Corey, it turns out, is a skilled alchemist and he is generous enough to share his formulas. This book is a detailed anthropological study of what makes a great social experience over food, combined with a practical how-to manual to create what could be some of the most rewarding nights of your life.
When you leave a place with Corey, whether it be a party, a movie theater, or a shopping trip, it's always somewhat frightening how he breaks down, analyzes and picks apart what an experience was for him and why. (It was especially unpleasant after he read my last script and left no detail of his utter disdain unarticulated.) He has a ruthless, unblinking eye — which is incredibly helpful in book form. Like the man himself, this book is fun, engaging, hilarious, brutally honest, chock full of truths you don't want to hear but should probably listen to, infuriating, and always entertaining.
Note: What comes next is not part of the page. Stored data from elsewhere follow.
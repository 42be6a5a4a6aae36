pub mod data;
pub mod draw;
pub mod index;
pub mod solvers;
pub mod structs;

pub use index::WordIndex;
pub use solvers::{solve, solve_with, Strategy};
pub use structs::{encode, BagError, LetterBag, SearchResult, Signature, MAX_LEN};
use crate::index::WordIndex;
use crate::structs::{BagError, LetterBag};
use log::{info, trace};
use std::io::{self, BufRead};
use std::{fs::File, path::Path};
use thiserror::Error;

#[derive(Error, Debug)]
pub enum DataError {
    #[error("Unable to read word list")]
    Io(#[from] io::Error),
    #[error("Invalid word on line {line}")]
    Word {
        line: usize,
        #[source]
        source: BagError,
    },
    #[error(transparent)]
    Bag(#[from] BagError),
}

/// Loads a word list with one normalized word per line.
pub fn load_words<P>(filename: P) -> Result<WordIndex, DataError>
where
    P: AsRef<Path>,
{
    let path = filename.as_ref();
    let file = File::open(path)?;
    let index = read_words(io::BufReader::new(file))?;
    info!("Loaded {} words from {}", index.word_count(), path.display());
    Ok(index)
}

pub fn read_words<R: BufRead>(reader: R) -> Result<WordIndex, DataError> {
    let lines = reader.lines().collect::<io::Result<Vec<_>>>()?;
    let words = parse_words(lines.iter().map(String::as_str))?;
    Ok(WordIndex::build(words)?)
}

/// Trims every line and drops blank ones. Any other line must already be a
/// valid word.
pub fn parse_words<'a, I>(lines: I) -> Result<Vec<String>, DataError>
where
    I: Iterator<Item = &'a str>,
{
    let mut words = Vec::new();
    for (i, line) in lines.enumerate() {
        let word = line.trim();
        if word.is_empty() {
            trace!("Skipping blank line {}", i + 1);
            continue;
        }
        LetterBag::new(word).map_err(|source| DataError::Word { line: i + 1, source })?;
        words.push(word.to_string());
    }
    Ok(words)
}
pub mod bag;
pub mod result;
pub mod signature;

pub use bag::{BagError, LetterBag, MAX_LEN};
pub use result::SearchResult;
pub use signature::{encode, Signature};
You may feel you don't need this advice on how to host a dinner party. Maybe you don't. But I guarantee your guests will have a better time if you listen to it. Corey has the key to something ephemeral. He has broken it down and made something mysterious readable. Where we mortals see a mess of food and conversation, Corey sees a glowing map, a series of manageable steps -a recipe.
I hope you host more dinner parties. I hope this book makes you more excited, confident, and less afraid to do so. I know I myself feel much more assured in my ability to throw a great one after reading it. If more people gathered in environments where they were in great company, well fed, and well cared for, the world would be a much happier place.